作業療法センター/野村太紀

 小・中学校の時、授業で両親へ感謝の手紙を書いたことを思い出しました。高校以降、そのような機会もなく、今を過ごしているので、この場を借りて両親へ感謝の言葉を伝えられたらと思います。

 母は心配性で、小学生の時、私が怪我をすると私より痛そうな顔をして駆け寄り心配してくれました。その姿を見て、(そんな大事じゃないに)と思いつつ、大切にされているだなぁと子供ながらに感じました。

 父は、笑顔が多い人でよく笑っている姿を思い出します。基本的に放任主義でなので、私の考えや行動を否定することはありません。相談をするといつも笑って「やってみいや」と言っていました。無責任だなと感じていましたが、今は自分から行動をすることが苦手な私の背中を押してくれていたと思います。

 そんな両親のことを話すエピソードとして、私が小学生の時、交通事故にあったことを思い出します。事故後すぐに母が来てくれ、一緒に救急車に乗り「大丈夫やきね」と泣きながら励ましてくれました。病院に搬送され、休んでいると遅れて父も到着。さすがに焦った表情をみせていましたが、私が元気な事を知ると「何も無くて良かったわ」と笑顔で話していました。二人を見て安心したのか、私は大泣きをしてしまいました。

 最近は両親と会話をすることは少なくなりました。何となくの気まずさを抱えていましたが、思い切って両親を食事に誘ってみました。二人は驚いた様子でしたが、「行こ行こ!」と喜んでくれました。私は恥ずかしい感情を持ちながらも、喜んでいる姿を見て嬉しく思いました。

 久し振りの家族揃っての食事はいつもより美味しく感じ、楽しいひと時でした。食事中、「あの時のこと覚えちゅうか」と私の小さい時に行った動物園や旅行の話、何気ない日常の場面などを両親が笑顔で話していました。よくそんなことを覚えているな?と関心しつつ、改めて大切にされているだなと知るとても良い機会となりました。
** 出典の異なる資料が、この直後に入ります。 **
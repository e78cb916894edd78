//! Money types
//!
//! Domain primitives for monetary values with business rule validation.
//! `Amount` is strictly positive (purchase totals, payment amounts);
//! `Money` is zero or positive (derived paid totals).

use rust_decimal::{Decimal, RoundingStrategy};
use serde::{Deserialize, Serialize};
use std::fmt;
use std::iter::Sum;
use std::str::FromStr;

/// Maximum allowed single amount (1 trillion)
const MAX_AMOUNT: i64 = 1_000_000_000_000;

/// Decimal places of the currency minor unit (cents)
pub const MINOR_UNITS: u32 = 2;

fn max_amount() -> Decimal {
    Decimal::from(MAX_AMOUNT)
}

/// Amount represents a validated, strictly positive monetary value.
///
/// # Invariants
/// - Value is always positive (> 0)
/// - At most 2 decimal places
/// - Maximum value is 1 trillion
///
/// # Example
/// ```
/// use rust_decimal::Decimal;
/// use purchase_ledger::domain::Amount;
///
/// let amount = Amount::new(Decimal::new(5025, 2)).unwrap();
/// assert_eq!(amount.to_string(), "50.25");
/// ```
#[derive(Debug, Clone, Copy, PartialEq, Eq, PartialOrd, Ord, Hash, Serialize, Deserialize)]
#[serde(try_from = "Decimal", into = "Decimal")]
pub struct Amount(Decimal);

/// Errors that can occur when creating an Amount or Money value
#[derive(Debug, Clone, PartialEq, Eq, thiserror::Error)]
pub enum AmountError {
    #[error("Amount must be positive (got {0})")]
    NotPositive(Decimal),

    #[error("Amount cannot be negative (got {0})")]
    Negative(Decimal),

    #[error("Amount has too many decimal places (max {MINOR_UNITS}, got {0})")]
    TooManyDecimals(u32),

    #[error("Amount exceeds maximum allowed value ({MAX_AMOUNT})")]
    Overflow,

    #[error("Invalid amount format: {0}")]
    ParseError(String),
}

impl Amount {
    /// Create a new Amount with validation.
    ///
    /// # Errors
    /// - `AmountError::NotPositive` if value <= 0
    /// - `AmountError::TooManyDecimals` if more than 2 decimal places
    /// - `AmountError::Overflow` if value > 1 trillion
    pub fn new(value: Decimal) -> Result<Self, AmountError> {
        if value <= Decimal::ZERO {
            return Err(AmountError::NotPositive(value));
        }

        // Trailing zeros ("50.000") are not extra precision
        let value = value.normalize();
        if value.scale() > MINOR_UNITS {
            return Err(AmountError::TooManyDecimals(value.scale()));
        }

        if value > max_amount() {
            return Err(AmountError::Overflow);
        }

        Ok(Self(value))
    }

    /// Create an Amount from an integer (no decimal places).
    pub fn from_integer(value: i64) -> Result<Self, AmountError> {
        Self::new(Decimal::from(value))
    }

    /// Get the underlying Decimal value.
    pub fn value(&self) -> Decimal {
        self.0
    }
}

impl fmt::Display for Amount {
    fn fmt(&self, f: &mut fmt::Formatter<'_>) -> fmt::Result {
        write!(f, "{:.2}", self.0)
    }
}

impl FromStr for Amount {
    type Err = AmountError;

    fn from_str(s: &str) -> Result<Self, Self::Err> {
        let decimal = Decimal::from_str(s.trim())
            .map_err(|e| AmountError::ParseError(e.to_string()))?;
        Amount::new(decimal)
    }
}

impl TryFrom<Decimal> for Amount {
    type Error = AmountError;

    fn try_from(value: Decimal) -> Result<Self, Self::Error> {
        Amount::new(value)
    }
}

impl From<Amount> for Decimal {
    fn from(amount: Amount) -> Self {
        amount.0
    }
}

/// Money represents a non-negative monetary value (can be zero).
///
/// Used for derived totals such as a purchase's paid value, which is
/// always rounded to the currency minor unit.
#[derive(Debug, Clone, Copy, PartialEq, Eq, PartialOrd, Ord, Hash, Serialize, Deserialize)]
#[serde(try_from = "Decimal", into = "Decimal")]
pub struct Money(Decimal);

impl Money {
    /// Create a new Money value (zero or positive), rounded to the minor unit
    pub fn new(value: Decimal) -> Result<Self, AmountError> {
        if value < Decimal::ZERO {
            return Err(AmountError::Negative(value));
        }

        Ok(Self(round_minor(value)))
    }

    /// Zero
    pub fn zero() -> Self {
        Self(Decimal::ZERO)
    }

    /// Get the underlying value
    pub fn value(&self) -> Decimal {
        self.0
    }

    pub fn is_zero(&self) -> bool {
        self.0.is_zero()
    }

    /// Check whether this value covers the given amount
    pub fn covers(&self, amount: &Amount) -> bool {
        self.0 >= amount.value()
    }
}

impl fmt::Display for Money {
    fn fmt(&self, f: &mut fmt::Formatter<'_>) -> fmt::Result {
        write!(f, "{:.2}", self.0)
    }
}

impl Default for Money {
    fn default() -> Self {
        Self::zero()
    }
}

impl TryFrom<Decimal> for Money {
    type Error = AmountError;

    fn try_from(value: Decimal) -> Result<Self, Self::Error> {
        Money::new(value)
    }
}

impl From<Money> for Decimal {
    fn from(money: Money) -> Self {
        money.0
    }
}

impl From<Amount> for Money {
    fn from(amount: Amount) -> Self {
        Self(amount.value())
    }
}

impl<'a> Sum<&'a Amount> for Money {
    fn sum<I: Iterator<Item = &'a Amount>>(iter: I) -> Self {
        let total: Decimal = iter.map(Amount::value).sum();
        Self(round_minor(total))
    }
}

/// Round to the currency minor unit, midpoint away from zero
pub fn round_minor(value: Decimal) -> Decimal {
    value.round_dp_with_strategy(MINOR_UNITS, RoundingStrategy::MidpointAwayFromZero)
}
async fn get_purchase(
    State(state): State<AppState>,
    ApiPath(purchase_id): ApiPath<Uuid>,
) -> Result<Json<PurchaseResponse>, AppError> {
    let purchase = state.purchases.get(purchase_id).await?;
    Ok(purchase_response("Purchase found.", purchase))
}

async fn get_purchase_by_note(
    State(state): State<AppState>,
    ApiPath(note_number): ApiPath<String>,
) -> Result<Json<PurchaseResponse>, AppError> {
    let purchase = state.purchases.get_by_note_number(&note_number).await?;
    Ok(purchase_response("Purchase found.", purchase))
}

async fn update_purchase(
    State(state): State<AppState>,
    Extension(context): Extension<OperationContext>,
    ApiPath(purchase_id): ApiPath<Uuid>,
    ApiJson(req): ApiJson<UpdatePurchaseRequest>,
) -> Result<Json<PurchaseResponse>, AppError> {
    if req.is_active.is_some() {
        return Err(DomainError::invalid(ErrorCode::PurchaseInvalidActivationRoute).into());
    }

    let command = UpdatePurchaseCommand {
        purchase_id,
        description: req.description,
        total_value: req.total_value,
        client_id: req.client_id,
    };

    let purchase = state.purchases.update(command, &context).await?;
    Ok(purchase_response("Purchase updated successfully.", purchase))
}

async fn deactivate_purchase(
    State(state): State<AppState>,
    Extension(context): Extension<OperationContext>,
    ApiPath(purchase_id): ApiPath<Uuid>,
) -> Result<Json<DeactivateResponse>, AppError> {
    let deactivated = state
        .cascade
        .deactivate_purchase(purchase_id, &context)
        .await?;
    let message = if deactivated {
        "Purchase and its payments deactivated successfully."
    } else {
        "Purchase was already inactive."
    };

    Ok(Json(DeactivateResponse {
        message,
        deactivated,
    }))
}

async fn activate_purchase(
    State(state): State<AppState>,
    Extension(context): Extension<OperationContext>,
    ApiPath(purchase_id): ApiPath<Uuid>,
) -> Result<Json<PurchaseResponse>, AppError> {
    let purchase = state.cascade.activate_purchase(purchase_id, &context).await?;
    Ok(purchase_response("Purchase activated successfully.", purchase))
}

// =========================================================================
// Payment handlers
// =========================================================================

fn payment_list(payments: Vec<Payment>) -> PaymentListResponse {
    let message = if payments.is_empty() {
        "No payments found."
    } else {
        "Payments found."
    };
    PaymentListResponse { message, payments }
}

async fn create_payment(
    State(state): State<AppState>,
    Extension(context): Extension<OperationContext>,
    ApiPath(purchase_id): ApiPath<Uuid>,
    ApiJson(payment): ApiJson<NewPayment>,
) -> Result<(StatusCode, Json<PaymentResponse>), AppError> {
    let result = state
        .payments
        .create(CreatePaymentCommand::new(purchase_id, payment), &context)
        .await?;

    Ok((
        StatusCode::CREATED,
        Json(PaymentResponse {
            message: "Payment recorded successfully.",
            payment: result.payment,
            purchase: Some(result.purchase),
        }),
    ))
}

async fn list_purchase_payments(
    State(state): State<AppState>,
    ApiPath(purchase_id): ApiPath<Uuid>,
    ApiQuery(query): ApiQuery<ListQuery>,
) -> Result<Json<PaymentListResponse>, AppError> {
    let page = page(state.page_limits, query.limit, query.offset)?;
    let filter = PaymentFilter {
        purchase_id: Some(purchase_id),
        include_inactive: query.include_inactive,
    };

    let payments = state.payments.list(filter, page).await?;
    Ok(Json(payment_list(payments)))
}

async fn list_payments(
    State(state): State<AppState>,
    ApiQuery(query): ApiQuery<PaymentListQuery>,
) -> Result<Json<PaymentListResponse>, AppError> {
    let page = page(state.page_limits, query.limit, query.offset)?;
    let filter = PaymentFilter {
        purchase_id: query.purchase_id,
        include_inactive: query.include_inactive,
    };

    let payments = state.payments.list(filter, page).await?;
    Ok(Json(payment_list(payments)))
}

async fn get_payment(
    State(state): State<AppState>,
    ApiPath((purchase_id, payment_id)): ApiPath<(Uuid, Uuid)>,
) -> Result<Json<PaymentResponse>, AppError> {
    let payment = state.payments.get(purchase_id, payment_id).await?;
    Ok(Json(PaymentResponse {
        message: "Payment found.",
        payment,
        purchase: None,
    }))
}

async fn update_payment(
    State(state): State<AppState>,
    Extension(context): Extension<OperationContext>,
    ApiPath((purchase_id, payment_id)): ApiPath<(Uuid, Uuid)>,
    ApiJson(req): ApiJson<UpdatePaymentRequest>,
) -> Result<Json<PaymentResponse>, AppError> {
    let command = UpdatePaymentCommand {
        purchase_id,
        payment_id,
        amount: req.amount,
        payment_date: req.payment_date,
        method: req.method,
        description: req.description,
    };

    let result = state.payments.update(command, &context).await?;
    Ok(Json(PaymentResponse {
        message: "Payment updated successfully.",
        payment: result.payment,
        purchase: Some(result.purchase),
    }))
}
/*
 * This source code is licensed under the Business Source License 1.1.
 * See LICENSE in the root directory for full details.
 */

//! Append-only feedback ledger and per-cluster confidence.
//!
//! - [`FeedbackRecord`]: one human accept/reject judgment, immutable once created.
//! - [`FeedbackLedger`]: ordered history plus a running tally per [`ClusterId`].
//!
//! # Invariants
//!
//! - Confidence is `accepted / total` over the records for that cluster only,
//!   and [`NEUTRAL_CONFIDENCE`] when the cluster has no records.
//! - Confidence is reproducible from [`FeedbackLedger::history`] alone; the
//!   tally is a cache that [`FeedbackLedger::rebuild_index`] can recompute.
//! - A failed record call leaves the ledger exactly as it was.

use alloc::vec::Vec;

use hashbrown::HashMap;

use crate::error::{Error, Result};
use crate::identity::ClusterId;

/// Confidence reported for a cluster with no recorded feedback.
pub const NEUTRAL_CONFIDENCE: f32 = 0.5;

// ─── Verdict ────────────────────────────────────────────────────────────────

/// A single human judgment about a cluster.
#[derive(Clone, Copy, Debug, PartialEq, Eq, Hash)]
#[cfg_attr(feature = "serde", derive(serde::Serialize, serde::Deserialize))]
pub enum Verdict {
    /// The grouping looks right.
    Accepted,
    /// The grouping looks wrong.
    Rejected,
}

impl Verdict {
    /// `true` → `Accepted`, `false` → `Rejected`.
    pub fn from_bool(accepted: bool) -> Self {
        if accepted {
            Verdict::Accepted
        } else {
            Verdict::Rejected
        }
    }

    /// Whether this verdict accepts the cluster.
    pub fn is_accepted(self) -> bool {
        matches!(self, Verdict::Accepted)
    }
}

impl From<bool> for Verdict {
    fn from(accepted: bool) -> Self {
        Verdict::from_bool(accepted)
    }
}

impl TryFrom<&str> for Verdict {
    type Error = Error;

    /// Parse raw human input. Case-insensitive, surrounding whitespace ignored.
    fn try_from(raw: &str) -> Result<Self> {
        let s = raw.trim();
        const YES: [&str; 5] = ["y", "yes", "accept", "1", "true"];
        const NO: [&str; 5] = ["n", "no", "reject", "0", "false"];
        if YES.iter().any(|w| w.eq_ignore_ascii_case(s)) {
            Ok(Verdict::Accepted)
        } else if NO.iter().any(|w| w.eq_ignore_ascii_case(s)) {
            Ok(Verdict::Rejected)
        } else {
            Err(Error::invalid(
                "verdict",
                alloc::format!("expected yes/no, got '{}'", raw),
            ))
        }
    }
}

impl TryFrom<u8> for Verdict {
    type Error = Error;

    fn try_from(raw: u8) -> Result<Self> {
        match raw {
            1 => Ok(Verdict::Accepted),
            0 => Ok(Verdict::Rejected),
            other => Err(Error::invalid(
                "verdict",
                alloc::format!("expected 0 or 1, got {}", other),
            )),
        }
    }
}

// ─── FeedbackRecord ─────────────────────────────────────────────────────────

/// One recorded judgment. Fields are read-only once created.
#[derive(Clone, Debug, PartialEq)]
#[cfg_attr(feature = "serde", derive(serde::Serialize, serde::Deserialize))]
pub struct FeedbackRecord {
    cluster_id: ClusterId,
    accepted: bool,
    timestamp: u64,
}

impl FeedbackRecord {
    /// Cluster the judgment is about.
    pub fn cluster_id(&self) -> ClusterId {
        self.cluster_id
    }

    /// Whether the cluster was accepted.
    pub fn accepted(&self) -> bool {
        self.accepted
    }

    /// Recording time in milliseconds (Unix millis when stamped by `record_now`).
    pub fn timestamp(&self) -> u64 {
        self.timestamp
    }

    /// The judgment as a [`Verdict`].
    pub fn verdict(&self) -> Verdict {
        Verdict::from_bool(self.accepted)
    }
}

// ─── Tally ──────────────────────────────────────────────────────────────────

/// Running accept/total counts for one cluster.
#[derive(Clone, Copy, Debug, Default, PartialEq, Eq)]
pub struct Tally {
    /// Records that accepted the cluster.
    pub accepted: u32,
    /// All records for the cluster.
    pub total: u32,
}

impl Tally {
    fn push(&mut self, accepted: bool) {
        if accepted {
            self.accepted = self.accepted.saturating_add(1);
        }
        self.total = self.total.saturating_add(1);
    }

    /// `accepted / total`, or [`NEUTRAL_CONFIDENCE`] when empty.
    pub fn confidence(&self) -> f32 {
        if self.total == 0 {
            NEUTRAL_CONFIDENCE
        } else {
            self.accepted as f32 / self.total as f32
        }
    }
}

/// Ledger-wide counts, for "good vs bad clusters" reporting.
#[derive(Clone, Copy, Debug, Default, PartialEq, Eq)]
pub struct FeedbackSummary {
    /// Accepted records.
    pub accepted: usize,
    /// Rejected records.
    pub rejected: usize,
    /// Distinct clusters with at least one record.
    pub clusters: usize,
}

/// One step of the acceptance-over-time series.
#[derive(Clone, Copy, Debug, PartialEq)]
pub struct ProgressPoint {
    /// Timestamp of the record.
    pub timestamp: u64,
    /// The record's own judgment.
    pub accepted: bool,
    /// Fraction of all records so far (inclusive) that were accepted.
    pub running_rate: f32,
}

// ─── FeedbackLedger ─────────────────────────────────────────────────────────

/// Append-only store of feedback records with O(1) confidence queries.
#[derive(Clone, Default)]
pub struct FeedbackLedger {
    history: Vec<FeedbackRecord>,
    index: HashMap<ClusterId, Tally>,
}

impl FeedbackLedger {
    /// Construct an empty ledger.
    pub fn new() -> Self {
        Self {
            history: Vec::new(),
            index: HashMap::new(),
        }
    }

    // ── Recording ──────────────────────────────────────────────────────────

    /// Append a judgment for `cluster_id` made at `timestamp` (milliseconds).
    pub fn record(&mut self, cluster_id: ClusterId, accepted: bool, timestamp: u64) {
        self.history.push(FeedbackRecord {
            cluster_id,
            accepted,
            timestamp,
        });
        self.index.entry(cluster_id).or_default().push(accepted);
    }

    /// Append a [`Verdict`].
    pub fn record_verdict(&mut self, cluster_id: ClusterId, verdict: Verdict, timestamp: u64) {
        self.record(cluster_id, verdict.is_accepted(), timestamp);
    }

    /// Parse raw human input and append it.
    ///
    /// Fails with [`Error::InvalidInput`] on anything that is not a yes/no
    /// answer; the ledger is left untouched in that case.
    pub fn record_raw(&mut self, cluster_id: ClusterId, raw: &str, timestamp: u64) -> Result<()> {
        let verdict = Verdict::try_from(raw)?;
        self.record_verdict(cluster_id, verdict, timestamp);
        Ok(())
    }

    /// Append a judgment stamped with the current wall-clock time.
    #[cfg(feature = "std")]
    pub fn record_now(&mut self, cluster_id: ClusterId, accepted: bool) {
        self.record(cluster_id, accepted, unix_millis());
    }

    // ── Read accessors ─────────────────────────────────────────────────────

    /// Acceptance ratio for `cluster_id`, [`NEUTRAL_CONFIDENCE`] if unseen.
    pub fn confidence(&self, cluster_id: ClusterId) -> f32 {
        self.index
            .get(&cluster_id)
            .map_or(NEUTRAL_CONFIDENCE, Tally::confidence)
    }

    /// Running counts for `cluster_id`, `None` if unseen.
    pub fn tally(&self, cluster_id: ClusterId) -> Option<Tally> {
        self.index.get(&cluster_id).copied()
    }

    /// All records in insertion order.
    pub fn history(&self) -> &[FeedbackRecord] {
        &self.history
    }

    /// Number of records.
    pub fn len(&self) -> usize {
        self.history.len()
    }

    /// `true` when nothing has been recorded.
    pub fn is_empty(&self) -> bool {
        self.history.is_empty()
    }

    /// Number of distinct clusters with feedback.
    pub fn cluster_count(&self) -> usize {
        self.index.len()
    }

    /// Ledger-wide accepted/rejected counts.
    pub fn summary(&self) -> FeedbackSummary {
        let accepted = self.history.iter().filter(|r| r.accepted).count();
        FeedbackSummary {
            accepted,
            rejected: self.history.len() - accepted,
            clusters: self.index.len(),
        }
    }

    /// Acceptance over time: one point per record, in recorded order.
    pub fn progress(&self) -> Vec<ProgressPoint> {
        let mut accepted = 0usize;
        self.history
            .iter()
            .enumerate()
            .map(|(i, r)| {
                if r.accepted {
                    accepted += 1;
                }
                ProgressPoint {
                    timestamp: r.timestamp,
                    accepted: r.accepted,
                    running_rate: accepted as f32 / (i + 1) as f32,
                }
            })
            .collect()
    }

    /// Recompute every tally from history.
    pub fn rebuild_index(&mut self) {
        self.index.clear();
        for r in &self.history {
            self.index.entry(r.cluster_id).or_default().push(r.accepted);
        }
    }

    /// Rebuild a ledger from previously captured records.
    pub fn from_records(records: Vec<FeedbackRecord>) -> Self {
        let mut ledger = Self {
            history: records,
            index: HashMap::new(),
        };
        ledger.rebuild_index();
        ledger
    }
}

impl core::fmt::Debug for FeedbackLedger {
    fn fmt(&self, f: &mut core::fmt::Formatter<'_>) -> core::fmt::Result {
        f.debug_struct("FeedbackLedger")
            .field("records", &self.history.len())
            .field("clusters", &self.index.len())
            .finish()
    }
}

#[cfg(feature = "std")]
pub(crate) fn unix_millis() -> u64 {
    std::time::SystemTime::now()
        .duration_since(std::time::UNIX_EPOCH)
        .map(|d| d.as_millis() as u64)
        .unwrap_or_default()
}

// ─── Tests ──────────────────────────────────────────────────────────────────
 それ以降、少しずつ家族間の会話も昔ほどではありませんが増えました。次は、温泉旅行にでも誘ってみようかと考えています。

 まだまだ、両親へ直接感謝の言葉を伝えるのは恥ずかしい。その代わり、美味しいご飯や楽しい旅行などに自分から率先して誘っていこうと思います。これからも笑顔で過ごし、たくさんの思い出を一緒に作っていきたいです。

 喧嘩をすることもありましたが、本当に大切に見守られたことに感謝しています。これからは迷惑をかけず、二人が安心して過ごせるよう、私も成長していきたいと思います。